WHAT IS BEING ASKED
Transcribe the stretch of entries below from the line with "config.validate()?;" through the line with "for (field, value)", exactly and with both ends included; leave out all other lines.

::: STORED DATA

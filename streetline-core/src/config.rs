//! Game Configuration
//!
//! Every tunable of the simulation lives here. Defaults are the
//! compile-time constants below; a JSON file can override any subset.

use std::path::Path;
use serde::{Serialize, Deserialize};

use crate::error::ConfigError;
use crate::game::player::PhysicsMode;

// =============================================================================
// GAME CONSTANTS
// =============================================================================

/// Viewport width in pixels
pub const VIEWPORT_WIDTH: f32 = 1280.0;

/// Viewport height in pixels
pub const VIEWPORT_HEIGHT: f32 = 720.0;

/// Horizontal run speed (px/s)
pub const MOVE_SPEED: f32 = 200.0;

/// Vertical walk speed on the brawler playfield (px/s)
pub const WALK_SPEED: f32 = 150.0;

/// Initial jump velocity (px/s, negative = up)
pub const JUMP_VELOCITY: f32 = -500.0;

/// Gravity (px/s²)
pub const GRAVITY: f32 = 1500.0;

/// Terminal fall speed (px/s)
pub const MAX_FALL_SPEED: f32 = 800.0;

/// Floor Y for the platformer model
pub const GROUND_LEVEL: f32 = 500.0;

/// Top of the brawler walk band
pub const WALK_BAND_TOP: f32 = 350.0;

/// Bottom of the brawler walk band
pub const WALK_BAND_BOTTOM: f32 = 650.0;

/// Player bounding box width
pub const PLAYER_WIDTH: f32 = 32.0;

/// Player bounding box height
pub const PLAYER_HEIGHT: f32 = 64.0;

/// Camera lerp coefficient per frame
pub const CAMERA_FOLLOW_SPEED: f32 = 0.1;

/// Default level start
pub const LEVEL_START_X: f32 = 0.0;

/// Default level end
pub const LEVEL_END_X: f32 = 3000.0;

/// Distance before `end_x` at which the level counts as complete
pub const COMPLETION_MARGIN: f32 = 50.0;

/// Spawn offset from `start_x`
pub const SPAWN_OFFSET_X: f32 = 100.0;

/// Spawn Y
pub const SPAWN_Y: f32 = 400.0;

/// Where the sky ends and the street begins
pub const HORIZON_Y: f32 = 300.0;

// =============================================================================
// CONFIG TYPES
// =============================================================================

/// Window/viewport size.
#[derive(Clone, Copy, Debug, PartialEq, Serialize, Deserialize)]
#[serde(default)]
pub struct ViewportConfig {
    /// Width in pixels
    pub width: f32,
    /// Height in pixels
    pub height: f32,
}

impl Default for ViewportConfig {
    fn default() -> Self {
        Self {
            width: VIEWPORT_WIDTH,
            height: VIEWPORT_HEIGHT,
        }
    }
}

/// Player physics tunables.
#[derive(Clone, Copy, Debug, PartialEq, Serialize, Deserialize)]
#[serde(default)]
pub struct PlayerConfig {
    /// Which movement model drives the player
    pub mode: PhysicsMode,
    /// Horizontal speed (px/s)
    pub move_speed: f32,
    /// Vertical walk speed, brawler only (px/s)
    pub walk_speed: f32,
    /// Initial jump velocity (negative = up)
    pub jump_velocity: f32,
    /// Gravity (px/s²)
    pub gravity: f32,
    /// Terminal fall speed
    pub max_fall_speed: f32,
    /// Floor Y, platformer only
    pub ground_level: f32,
    /// Walk band top, brawler only
    pub walk_band_top: f32,
    /// Walk band bottom, brawler only
    pub walk_band_bottom: f32,
    /// Bounding box width
    pub width: f32,
    /// Bounding box height
    pub height: f32,
}

impl Default for PlayerConfig {
    fn default() -> Self {
        Self {
            mode: PhysicsMode::default(),
            move_speed: MOVE_SPEED,
            walk_speed: WALK_SPEED,
            jump_velocity: JUMP_VELOCITY,
            gravity: GRAVITY,
            max_fall_speed: MAX_FALL_SPEED,
            ground_level: GROUND_LEVEL,
            walk_band_top: WALK_BAND_TOP,
            walk_band_bottom: WALK_BAND_BOTTOM,
            width: PLAYER_WIDTH,
            height: PLAYER_HEIGHT,
        }
    }
}

/// Camera tunables.
#[derive(Clone, Copy, Debug, PartialEq, Serialize, Deserialize)]
#[serde(default)]
pub struct CameraConfig {
    /// Lerp coefficient applied once per frame
    pub follow_speed: f32,
}

impl Default for CameraConfig {
    fn default() -> Self {
        Self {
            follow_speed: CAMERA_FOLLOW_SPEED,
        }
    }
}

/// Level layout.
#[derive(Clone, Copy, Debug, PartialEq, Serialize, Deserialize)]
#[serde(default)]
pub struct LevelConfig {
    /// Left boundary
    pub start_x: f32,
    /// Right boundary
    pub end_x: f32,
    /// Completion threshold distance before `end_x`
    pub completion_margin: f32,
    /// Spawn offset from `start_x`
    pub spawn_offset_x: f32,
    /// Spawn Y
    pub spawn_y: f32,
    /// Sky/street split
    pub horizon_y: f32,
}

impl Default for LevelConfig {
    fn default() -> Self {
        Self {
            start_x: LEVEL_START_X,
            end_x: LEVEL_END_X,
            completion_margin: COMPLETION_MARGIN,
            spawn_offset_x: SPAWN_OFFSET_X,
            spawn_y: SPAWN_Y,
            horizon_y: HORIZON_Y,
        }
    }
}

/// Complete game configuration.
#[derive(Clone, Copy, Debug, Default, PartialEq, Serialize, Deserialize)]
#[serde(default)]
pub struct GameConfig {
    /// Viewport size
    pub viewport: ViewportConfig,
    /// Player physics
    pub player: PlayerConfig,
    /// Camera smoothing
    pub camera: CameraConfig,
    /// Level layout
    pub level: LevelConfig,
}

impl GameConfig {
    /// Parse and validate a JSON config. Missing fields keep their defaults.
    pub fn from_json(json: &str) -> Result<Self, ConfigError> {
        let config: Self = serde_json::from_str(json)?;
        config.validate()?;
        Ok(config)
    }

    /// Read, parse and validate a JSON config file.
    pub fn load(path: impl AsRef<Path>) -> Result<Self, ConfigError> {
        let path = path.as_ref();
        let json = std::fs::read_to_string(path).map_err(|source| ConfigError::Io {
            path: path.to_path_buf(),
            source,
        })?;
        Self::from_json(&json)
    }

    /// Serialise to pretty JSON.
    pub fn to_json(&self) -> Result<String, ConfigError> {
        Ok(serde_json::to_string_pretty(self)?)
    }

    /// Check every value is in range.
    pub fn validate(&self) -> Result<(), ConfigError> {
        let v = &self.viewport;
        if !(v.width > 0.0 && v.width.is_finite()) {
            return Err(ConfigError::invalid("viewport.width", format!("must be positive, got {}", v.width)));
        }
        if !(v.height > 0.0 && v.height.is_finite()) {
            return Err(ConfigError::invalid("viewport.height", format!("must be positive, got {}", v.height)));
        }

        let p = &self.player;
        for (field, value) in [
            ("player.move_speed", p.move_speed),
            ("player.walk_speed", p.walk_speed),
            ("player.gravity", p.gravity),
            ("player.max_fall_speed", p.max_fall_speed),
        ] {
            if !(value >= 0.0 && value.is_finite()) {
                return Err(ConfigError::invalid(field, format!("must be non-negative, got {}", value)));
            }
        }
        if !(p.jump_velocity < 0.0 && p.jump_velocity.is_finite()) {
            return Err(ConfigError::invalid(
                "player.jump_velocity",
                format!("must be negative (upward), got {}", p.jump_velocity),
            ));
        }
        if p.walk_band_top > p.walk_band_bottom {
            return Err(ConfigError::invalid(
                "player.walk_band_top",
                format!("{} is below walk_band_bottom {}", p.walk_band_top, p.walk_band_bottom),
            ));
        }
        if !(p.width > 0.0 && p.height > 0.0) {
            return Err(ConfigError::invalid("player.width", "bounding box must have positive size"));
        }

        let c = &self.camera;
        if !(c.follow_speed > 0.0 && c.follow_speed <= 1.0) {
            return Err(ConfigError::invalid(
                "camera.follow_speed",
                format!("must be in (0, 1], got {}", c.follow_speed),
            ));
        }

        let l = &self.level;
        if !(l.start_x.is_finite() && l.end_x.is_finite()) {
            return Err(ConfigError::invalid("level.end_x", "boundaries must be finite"));
        }
        if l.end_x <= l.start_x {
            return Err(ConfigError::invalid(
                "level.end_x",
                format!("must be greater than start_x ({} <= {})", l.end_x, l.start_x),
            ));
        }
        // The player's left edge stops at `end_x - width`; completion must lie at or before it.
        let max_player_x = l.end_x - p.width;
        if max_player_x < l.start_x {
            return Err(ConfigError::invalid(
                "level.end_x",
                format!("level is narrower than the player ({} < {})", l.end_x - l.start_x, p.width),
            ));
        }
        if !(l.completion_margin >= p.width && l.completion_margin <= l.end_x - l.start_x) {
            return Err(ConfigError::invalid(
                "level.completion_margin",
                format!(
                    "must be between player.width ({}) and the level width, got {}",
                    p.width, l.completion_margin
                ),
            ));
        }
        let spawn_x = l.start_x + l.spawn_offset_x;
        if !(spawn_x >= l.start_x && spawn_x <= max_player_x) {
            return Err(ConfigError::invalid(
                "level.spawn_offset_x",
                format!("spawn x {} is outside [{}, {}]", spawn_x, l.start_x, max_player_x),
            ));
        }

        Ok(())
    }
}

#[cfg(test)]
mod tests {
    use super::*;

    #[test]
    fn test_default_config_is_valid() {
        let config = GameConfig::default();
        assert!(config.validate().is_ok());
        assert_eq!(config.player.mode, PhysicsMode::Brawler);
        assert_eq!(config.camera.follow_speed, 0.1);
        assert_eq!(config.level.end_x, 3000.0);
    }

    #[test]
    fn test_partial_json_keeps_defaults() {
        let config = GameConfig::from_json(r#"{ "level": { "end_x": 5000.0 } }"#).unwrap();
        assert_eq!(config.level.end_x, 5000.0);
        assert_eq!(config.level.start_x, 0.0);
        assert_eq!(config.player, PlayerConfig::default());
    }

    #[test]
    fn test_physics_mode_from_json() {
        let config = GameConfig::from_json(r#"{ "player": { "mode": "platformer" } }"#).unwrap();
        assert_eq!(config.player.mode, PhysicsMode::Platformer);
    }

    #[test]
    fn test_json_roundtrip_preserves_config() {
        let mut config = GameConfig::default();
        config.viewport.width = 800.0;
        let json = config.to_json().unwrap();
        assert_eq!(GameConfig::from_json(&json).unwrap(), config);
    }

    #[test]
    fn test_rejects_inverted_level() {
        let err = GameConfig::from_json(r#"{ "level": { "start_x": 100.0, "end_x": 50.0 } }"#)
            .unwrap_err();
        assert!(matches!(err, ConfigError::Invalid { field: "level.end_x", .. }));
    }

    #[test]
    fn test_rejects_bad_follow_speed() {
        let err = GameConfig::from_json(r#"{ "camera": { "follow_speed": 1.5 } }"#).unwrap_err();
        assert!(matches!(err, ConfigError::Invalid { field: "camera.follow_speed", .. }));
    }

    #[test]
    fn test_rejects_inverted_walk_band() {
        let mut config = GameConfig::default();
        config.player.walk_band_top = 700.0;
        assert!(config.validate().is_err());
    }

    #[test]
    fn test_rejects_margin_narrower_than_player() {
        let err = GameConfig::from_json(r#"{ "level": { "completion_margin": 10.0 } }"#).unwrap_err();
        assert!(matches!(err, ConfigError::Invalid { field: "level.completion_margin", .. }));

        let ok = GameConfig::from_json(r#"{ "level": { "completion_margin": 32.0 } }"#);
        assert!(ok.is_ok(), "Margin equal to the player width is reachable");
    }

    #[test]
    fn test_rejects_spawn_outside_level() {
        let err = GameConfig::from_json(r#"{ "level": { "spawn_offset_x": 2990.0 } }"#).unwrap_err();
        assert!(matches!(err, ConfigError::Invalid { field: "level.spawn_offset_x", .. }));

        let err = GameConfig::from_json(r#"{ "level": { "spawn_offset_x": -5.0 } }"#).unwrap_err();
        assert!(matches!(err, ConfigError::Invalid { field: "level.spawn_offset_x", .. }));
    }

    #[test]
    fn test_rejects_level_narrower_than_player() {
        let err = GameConfig::from_json(r#"{ "level": { "start_x": 0.0, "end_x": 20.0 } }"#)
            .unwrap_err();
        assert!(matches!(err, ConfigError::Invalid { field: "level.end_x", .. }));
    }

    #[test]
    fn test_rejects_malformed_json() {
        let err = GameConfig::from_json("{ not json").unwrap_err();
        assert!(matches!(err, ConfigError::Parse(_)));
    }

    #[test]
    fn test_load_missing_file() {
        let err = GameConfig::load("/definitely/not/here.json").unwrap_err();
        assert!(matches!(err, ConfigError::Io { .. }));
    }
}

::::::

ANSWER FOR THE TASK
        config.validate()?;
        Ok(config)
    }

    /// Read, parse and validate a JSON config file.
    pub fn load(path: impl AsRef<Path>) -> Result<Self, ConfigError> {
        let path = path.as_ref();
        let json = std::fs::read_to_string(path).map_err(|source| ConfigError::Io {
            path: path.to_path_buf(),
            source,
        })?;
        Self::from_json(&json)
    }

    /// Serialise to pretty JSON.
    pub fn to_json(&self) -> Result<String, ConfigError> {
        Ok(serde_json::to_string_pretty(self)?)
    }

    /// Check every value is in range.
    pub fn validate(&self) -> Result<(), ConfigError> {
        let v = &self.viewport;
        if !(v.width > 0.0 && v.width.is_finite()) {
            return Err(ConfigError::invalid("viewport.width", format!("must be positive, got {}", v.width)));
        }
        if !(v.height > 0.0 && v.height.is_finite()) {
            return Err(ConfigError::invalid("viewport.height", format!("must be positive, got {}", v.height)));
        }

        let p = &self.player;
        for (field, value) in [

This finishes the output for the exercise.